11 Sur le fond, la requérante répète en substance les arguments qu'elle a avancés devant le Tribunal. Elle rappelle avant tout que l'accord EEE serait applicable sans exception depuis le 1er janvier 1994 et, partant, antérieurement à la lettre du 10 mars 1994. Selon elle, l'avis d'appel d'offres publié le 9 juillet 1993 donnait par conséquent lieu, à partir du 1er janvier 1994, à une discrimination qui n'était plus permise au détriment des États signataires de l'accord EEE, discrimination qui devait donc, en vertu de l'article 4 de l'accord, être éliminée.
En toute hypothèse, d'après Geotronics, l'accord EEE devrait s'appliquer rétroactivement en l'espèce, dans la mesure où le contexte juridique de l'avis d'appel d'offres, bien que fixé avant l'entrée en vigueur de l'accord, était appelé à produire des effets à un moment postérieur au 1er janvier 1994.
12 A titre subsidiaire, pour le cas où l'irrecevabilité du recours en annulation serait confirmée, la requérante réitère sa demande d'indemnisation, en invoquant, au sens de l'article 215, deuxième alinéa, du traité, la responsabilité extracontractuelle de la Commission, coupable de n'avoir pas appliqué l'accord EEE à la procédure en cause. Elle demande par conséquent que lui soit reconnu le droit à une réparation de 500 400 ECU (montant à majorer des intérêts légaux), à titre d'indemnisation du préjudice subi.
Sur le moyen relatif à la recevabilité
13 Comme nous l'avons déjà observé, le Tribunal a fondé son jugement d'irrecevabilité du recours en annulation sur l'absence, en l'espèce, d'un acte de la Commission produisant des effets juridiques contraignants à l'égard de la requérante. Selon le Tribunal, en effet, «... les marchés financés par le programme PHARE doivent être considérés comme des marchés nationaux liant uniquement l'État bénéficiaire et l'opérateur économique. En effet, la préparation, la négociation et la conclusion des contrats ne s'opèrent qu'entre ces deux partenaires», de sorte que «... aucune relation juridique ne se crée entre les soumissionnaires et la Commission, puisque cette dernière se limite à prendre, au nom de la Communauté, les décisions de financement et ses actes ne peuvent avoir pour effet de substituer à leur égard une décision communautaire à la décision de l'État bénéficiaire du programme PHARE». Il s'ensuivrait qu'«il ne saurait exister, en la matière, un acte à l'égard des soumissionnaires émanant de la Commission et susceptible de faire l'objet d'un recours au titre de l'article 173, quatrième alinéa, du traité» (13).

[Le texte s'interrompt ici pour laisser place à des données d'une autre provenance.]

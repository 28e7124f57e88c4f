//! Deterministic snapshot encoding for emulated device models.
//!
//! The snapshot format uses a small tag-length-value (TLV) encoding to provide:
//! - deterministic byte output (fields appear in the order they were written)
//! - forward compatibility (unknown tags are skipped)
//! - explicit versioning (major/minor) per device

#![forbid(unsafe_code)]

use std::collections::BTreeMap;

pub mod codec;

#[derive(Debug, thiserror::Error, PartialEq, Eq)]
pub enum SnapshotError {
    #[error("snapshot truncated")]
    Truncated,
    #[error("snapshot is for device {found:?}, expected {expected:?}")]
    WrongDevice { expected: [u8; 4], found: [u8; 4] },
    #[error("unsupported device snapshot major version {found} (supported: {supported})")]
    UnsupportedVersion { supported: u16, found: u16 },
    #[error("duplicate field tag {0}")]
    DuplicateTag(u16),
    #[error("field tag {tag} has length {found}, expected {expected}")]
    BadFieldLength { tag: u16, expected: usize, found: usize },
    #[error("trailing bytes after decoded payload")]
    TrailingBytes,
}

pub type SnapshotResult<T> = Result<T, SnapshotError>;

#[derive(Debug, Clone, Copy, PartialEq, Eq)]
pub struct SnapshotVersion {
    pub major: u16,
    pub minor: u16,
}

impl SnapshotVersion {
    pub const fn new(major: u16, minor: u16) -> Self {
        Self { major, minor }
    }
}

/// Snapshotting contract for emulated device models.
///
/// Implementations must keep `DEVICE_ID` stable forever and only perform
/// forward-compatible additions within the same major version by adding new
/// TLV fields.
pub trait IoSnapshot {
    const DEVICE_ID: [u8; 4];
    const DEVICE_VERSION: SnapshotVersion;

    fn save_state(&self) -> Vec<u8>;
    fn load_state(&mut self, bytes: &[u8]) -> SnapshotResult<()>;
}

/// Serializes one device snapshot: a fixed header followed by TLV fields.
#[derive(Debug)]
pub struct SnapshotWriter {
    buf: Vec<u8>,
}

impl SnapshotWriter {
    pub fn new(device_id: [u8; 4], version: SnapshotVersion) -> Self {
        let mut buf = Vec::new();
        buf.extend_from_slice(&device_id);
        buf.extend_from_slice(&version.major.to_le_bytes());
        buf.extend_from_slice(&version.minor.to_le_bytes());
        Self { buf }
    }

    pub fn field_bytes(&mut self, tag: u16, bytes: Vec<u8>) {
        self.buf.extend_from_slice(&tag.to_le_bytes());
        self.buf
            .extend_from_slice(&(bytes.len() as u32).to_le_bytes());
        self.buf.extend_from_slice(&bytes);
    }

    pub fn field_u8(&mut self, tag: u16, value: u8) {
        self.field_bytes(tag, vec![value]);
    }

    pub fn field_u16(&mut self, tag: u16, value: u16) {
        self.field_bytes(tag, value.to_le_bytes().to_vec());
    }

    pub fn field_u32(&mut self, tag: u16, value: u32) {
        self.field_bytes(tag, value.to_le_bytes().to_vec());
    }

    pub fn field_u64(&mut self, tag: u16, value: u64) {
        self.field_bytes(tag, value.to_le_bytes().to_vec());
    }

    pub fn field_bool(&mut self, tag: u16, value: bool) {
        self.field_u8(tag, value as u8);
    }

    pub fn finish(self) -> Vec<u8> {
        self.buf
    }
}

/// Parses a snapshot produced by [`SnapshotWriter`] and offers typed access
/// by tag. Tags the reader does not know about are silently skipped, which is
/// what makes adding fields a forward-compatible change.
#[derive(Debug)]
pub struct SnapshotReader<'a> {
    version: SnapshotVersion,
    fields: BTreeMap<u16, &'a [u8]>,
}

impl<'a> SnapshotReader<'a> {
    pub fn parse(bytes: &'a [u8], device_id: [u8; 4]) -> SnapshotResult<Self> {
        if bytes.len() < 8 {
            return Err(SnapshotError::Truncated);
        }
        let found: [u8; 4] = bytes[0..4].try_into().unwrap();
        if found != device_id {
            return Err(SnapshotError::WrongDevice {
                expected: device_id,
                found,
            });
        }
        let major = u16::from_le_bytes(bytes[4..6].try_into().unwrap());
        let minor = u16::from_le_bytes(bytes[6..8].try_into().unwrap());

        let mut fields = BTreeMap::new();
        let mut rest = &bytes[8..];
        while !rest.is_empty() {
            if rest.len() < 6 {
                return Err(SnapshotError::Truncated);
            }
            let tag = u16::from_le_bytes(rest[0..2].try_into().unwrap());
            let len = u32::from_le_bytes(rest[2..6].try_into().unwrap()) as usize;
            rest = &rest[6..];
            if rest.len() < len {
                return Err(SnapshotError::Truncated);
            }
            if fields.insert(tag, &rest[..len]).is_some() {
                return Err(SnapshotError::DuplicateTag(tag));
            }
            rest = &rest[len..];
        }

        Ok(Self {
            version: SnapshotVersion::new(major, minor),
            fields,
        })
    }

    pub fn version(&self) -> SnapshotVersion {
        self.version
    }

    pub fn ensure_device_major(&self, supported: u16) -> SnapshotResult<()> {
        if self.version.major != supported {
            return Err(SnapshotError::UnsupportedVersion {
                supported,
                found: self.version.major,
            });
        }
        Ok(())
    }

    fn fixed<const N: usize>(&self, tag: u16) -> SnapshotResult<Option<[u8; N]>> {
        match self.fields.get(&tag) {
            None => Ok(None),
            Some(bytes) => {
                let arr: [u8; N] =
                    (*bytes)
                        .try_into()
                        .map_err(|_| SnapshotError::BadFieldLength {
                            tag,
                            expected: N,
                            found: bytes.len(),
                        })?;
                Ok(Some(arr))
            }
        }
    }

    pub fn u8(&self, tag: u16) -> SnapshotResult<Option<u8>> {
        Ok(self.fixed::<1>(tag)?.map(|b| b[0]))
    }

    pub fn u16(&self, tag: u16) -> SnapshotResult<Option<u16>> {
        Ok(self.fixed::<2>(tag)?.map(u16::from_le_bytes))
    }

    pub fn u32(&self, tag: u16) -> SnapshotResult<Option<u32>> {
        Ok(self.fixed::<4>(tag)?.map(u32::from_le_bytes))
    }

    pub fn u64(&self, tag: u16) -> SnapshotResult<Option<u64>> {
        Ok(self.fixed::<8>(tag)?.map(u64::from_le_bytes))
    }

    pub fn bool(&self, tag: u16) -> SnapshotResult<Option<bool>> {
        Ok(self.u8(tag)?.map(|b| b != 0))
    }

    pub fn bytes(&self, tag: u16) -> Option<&'a [u8]> {
        self.fields.get(&tag).copied()
    }
}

En définitive, le Tribunal s'est fondé sur la répartition des compétences entre Commission et États bénéficiaires du programme PHARE, qui résulte des dispositions applicables et, compte tenu des analogies existant avec la procédure d'adjudication des marchés financés par le FED, il a appliqué à l'espèce (en la transposant précisément «par analogie») la jurisprudence de la Cour en la matière. Comme nous l'avons indiqué, cette jurisprudence a affirmé, de façon presque automatique, l'irrecevabilité des recours en annulation, introduits par des soumissionnaires exclus, contre les actes adoptés par la Commission dans le cadre du déroulement d'appels d'offres lancés en application de la convention de Lomé (14).
14 Disons tout de suite que nous ne partageons pas la motivation avancée par le Tribunal à cet égard. Nous estimons en effet que les particularités du cas d'espèce permettent de faire abstraction de la jurisprudence élaborée par la Cour en matière de marchés financés par le FED, et ce indépendamment de toute appréciation sur cette jurisprudence.
Tout bien considéré, il ne nous semble pas qu'il y ait de raison que l'acte attaqué en l'espèce échappe au contrôle de légalité prévu par le traité, eu égard à sa formulation littérale, à son contenu, aux effets juridiques qu'il a produits à l'égard de la requérante, ainsi qu'au contexte de droit et de fait dans lequel il a été adopté. Comme nous le verrons immédiatement, l'analyse de cet acte révèle en effet qu'il remplit toutes les conditions prescrites par l'article 173 pour constituer un acte susceptible de recours au sens de la jurisprudence de la Cour.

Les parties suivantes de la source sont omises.